Activity
Across the data below, how many lines hold "Bool"? Answer with that number and nothing else.

Data
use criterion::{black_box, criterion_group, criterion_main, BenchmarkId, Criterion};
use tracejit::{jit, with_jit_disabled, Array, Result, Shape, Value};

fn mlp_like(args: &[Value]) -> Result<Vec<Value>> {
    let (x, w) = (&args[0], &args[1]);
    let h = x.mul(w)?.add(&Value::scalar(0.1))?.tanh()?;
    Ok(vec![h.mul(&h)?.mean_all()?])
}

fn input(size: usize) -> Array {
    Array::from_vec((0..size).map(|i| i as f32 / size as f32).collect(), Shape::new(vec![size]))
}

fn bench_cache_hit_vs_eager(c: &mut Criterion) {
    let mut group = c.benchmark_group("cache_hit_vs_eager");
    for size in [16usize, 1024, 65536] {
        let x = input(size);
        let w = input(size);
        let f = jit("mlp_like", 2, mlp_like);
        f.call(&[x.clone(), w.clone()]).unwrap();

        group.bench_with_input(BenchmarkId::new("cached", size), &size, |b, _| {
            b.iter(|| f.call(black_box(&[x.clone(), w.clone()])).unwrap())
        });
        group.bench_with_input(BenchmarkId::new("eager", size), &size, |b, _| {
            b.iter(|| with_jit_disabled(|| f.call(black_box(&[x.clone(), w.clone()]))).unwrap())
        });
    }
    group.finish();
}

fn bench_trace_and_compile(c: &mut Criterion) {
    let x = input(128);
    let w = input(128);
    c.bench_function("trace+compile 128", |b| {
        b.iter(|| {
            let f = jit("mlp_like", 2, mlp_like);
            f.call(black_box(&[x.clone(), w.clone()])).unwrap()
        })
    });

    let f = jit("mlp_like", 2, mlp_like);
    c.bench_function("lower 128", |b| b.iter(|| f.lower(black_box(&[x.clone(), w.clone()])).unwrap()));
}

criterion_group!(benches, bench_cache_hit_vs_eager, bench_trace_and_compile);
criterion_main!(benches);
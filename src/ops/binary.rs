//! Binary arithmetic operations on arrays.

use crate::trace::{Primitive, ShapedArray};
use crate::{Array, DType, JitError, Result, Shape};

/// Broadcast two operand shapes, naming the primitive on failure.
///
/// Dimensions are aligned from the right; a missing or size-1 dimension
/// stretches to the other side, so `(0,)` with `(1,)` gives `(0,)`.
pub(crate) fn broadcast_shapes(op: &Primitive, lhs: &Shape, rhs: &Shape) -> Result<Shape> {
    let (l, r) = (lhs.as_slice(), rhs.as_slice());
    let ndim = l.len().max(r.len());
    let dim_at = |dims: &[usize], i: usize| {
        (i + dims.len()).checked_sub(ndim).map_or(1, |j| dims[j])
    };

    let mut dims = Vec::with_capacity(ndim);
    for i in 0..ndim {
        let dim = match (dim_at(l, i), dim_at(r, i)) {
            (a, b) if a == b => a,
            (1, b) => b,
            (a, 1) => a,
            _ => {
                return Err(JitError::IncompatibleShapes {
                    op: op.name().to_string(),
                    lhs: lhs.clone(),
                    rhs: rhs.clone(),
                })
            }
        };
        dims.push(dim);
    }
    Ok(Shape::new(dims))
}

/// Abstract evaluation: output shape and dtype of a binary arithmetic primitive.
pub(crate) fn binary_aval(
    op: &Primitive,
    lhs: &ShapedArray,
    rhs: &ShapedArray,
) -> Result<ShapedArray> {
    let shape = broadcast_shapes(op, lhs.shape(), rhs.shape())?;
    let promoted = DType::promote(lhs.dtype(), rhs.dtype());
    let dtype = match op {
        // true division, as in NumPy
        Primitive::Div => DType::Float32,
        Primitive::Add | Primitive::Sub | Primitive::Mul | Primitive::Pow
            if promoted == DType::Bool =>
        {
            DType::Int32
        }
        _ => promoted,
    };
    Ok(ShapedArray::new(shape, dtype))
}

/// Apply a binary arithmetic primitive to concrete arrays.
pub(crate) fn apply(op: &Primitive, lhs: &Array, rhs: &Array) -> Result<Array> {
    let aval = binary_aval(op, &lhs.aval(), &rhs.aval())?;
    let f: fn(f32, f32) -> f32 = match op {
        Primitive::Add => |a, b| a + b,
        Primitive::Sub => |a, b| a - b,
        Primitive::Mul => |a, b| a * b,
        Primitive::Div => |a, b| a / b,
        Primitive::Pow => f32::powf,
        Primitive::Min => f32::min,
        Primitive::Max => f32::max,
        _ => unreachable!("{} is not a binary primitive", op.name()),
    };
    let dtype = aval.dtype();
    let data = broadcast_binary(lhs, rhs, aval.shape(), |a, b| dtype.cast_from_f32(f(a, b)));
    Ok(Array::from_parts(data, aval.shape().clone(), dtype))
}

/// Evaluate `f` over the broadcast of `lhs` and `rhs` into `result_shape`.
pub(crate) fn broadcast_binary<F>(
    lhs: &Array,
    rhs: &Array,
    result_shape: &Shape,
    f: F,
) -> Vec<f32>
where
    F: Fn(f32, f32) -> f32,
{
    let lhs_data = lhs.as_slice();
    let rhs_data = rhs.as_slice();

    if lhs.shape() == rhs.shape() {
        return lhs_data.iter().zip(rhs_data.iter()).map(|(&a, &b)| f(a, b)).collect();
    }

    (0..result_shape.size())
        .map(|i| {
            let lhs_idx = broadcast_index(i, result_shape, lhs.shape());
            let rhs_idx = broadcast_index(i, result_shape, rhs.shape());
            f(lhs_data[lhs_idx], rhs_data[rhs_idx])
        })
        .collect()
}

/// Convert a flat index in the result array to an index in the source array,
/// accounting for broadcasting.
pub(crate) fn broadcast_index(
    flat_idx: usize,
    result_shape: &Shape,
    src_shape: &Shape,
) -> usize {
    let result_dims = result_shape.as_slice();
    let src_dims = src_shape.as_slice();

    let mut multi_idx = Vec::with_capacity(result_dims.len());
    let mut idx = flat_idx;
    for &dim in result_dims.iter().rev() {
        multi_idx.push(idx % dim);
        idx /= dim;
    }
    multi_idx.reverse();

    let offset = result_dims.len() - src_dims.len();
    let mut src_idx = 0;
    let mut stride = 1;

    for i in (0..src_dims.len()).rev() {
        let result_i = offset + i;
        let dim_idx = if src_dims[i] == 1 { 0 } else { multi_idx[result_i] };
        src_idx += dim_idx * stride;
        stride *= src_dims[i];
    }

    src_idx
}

--

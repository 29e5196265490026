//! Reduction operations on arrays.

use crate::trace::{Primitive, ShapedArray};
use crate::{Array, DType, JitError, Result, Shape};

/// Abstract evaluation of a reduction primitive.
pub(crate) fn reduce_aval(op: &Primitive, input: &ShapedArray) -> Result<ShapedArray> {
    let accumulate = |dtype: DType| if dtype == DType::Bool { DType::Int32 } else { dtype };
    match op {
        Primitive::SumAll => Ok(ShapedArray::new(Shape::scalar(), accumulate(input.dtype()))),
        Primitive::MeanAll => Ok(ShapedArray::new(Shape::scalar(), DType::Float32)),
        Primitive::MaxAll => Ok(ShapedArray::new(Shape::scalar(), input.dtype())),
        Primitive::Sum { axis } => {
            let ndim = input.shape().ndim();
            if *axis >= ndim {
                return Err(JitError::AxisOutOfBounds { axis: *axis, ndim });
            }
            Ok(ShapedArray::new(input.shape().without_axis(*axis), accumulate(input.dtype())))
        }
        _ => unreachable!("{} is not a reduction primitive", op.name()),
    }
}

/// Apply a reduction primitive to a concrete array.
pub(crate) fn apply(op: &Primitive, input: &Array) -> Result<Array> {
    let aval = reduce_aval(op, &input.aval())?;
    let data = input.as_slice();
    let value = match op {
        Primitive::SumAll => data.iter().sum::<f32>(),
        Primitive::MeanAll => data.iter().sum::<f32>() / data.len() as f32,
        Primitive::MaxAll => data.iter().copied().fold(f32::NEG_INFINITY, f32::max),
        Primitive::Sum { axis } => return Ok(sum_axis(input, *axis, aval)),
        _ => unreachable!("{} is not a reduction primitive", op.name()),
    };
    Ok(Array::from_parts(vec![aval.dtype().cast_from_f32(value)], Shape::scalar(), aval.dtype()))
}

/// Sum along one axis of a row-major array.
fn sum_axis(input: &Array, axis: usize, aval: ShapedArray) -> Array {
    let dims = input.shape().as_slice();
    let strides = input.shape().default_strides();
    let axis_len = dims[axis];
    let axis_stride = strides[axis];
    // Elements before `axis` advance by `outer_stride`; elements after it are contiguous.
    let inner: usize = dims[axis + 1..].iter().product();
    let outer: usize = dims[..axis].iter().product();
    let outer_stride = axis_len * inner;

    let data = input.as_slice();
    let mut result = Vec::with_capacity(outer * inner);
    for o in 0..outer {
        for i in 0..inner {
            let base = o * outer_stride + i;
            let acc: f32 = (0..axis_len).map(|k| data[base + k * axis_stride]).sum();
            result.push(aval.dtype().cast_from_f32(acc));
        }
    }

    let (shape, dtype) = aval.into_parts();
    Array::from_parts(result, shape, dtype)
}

Written solution
2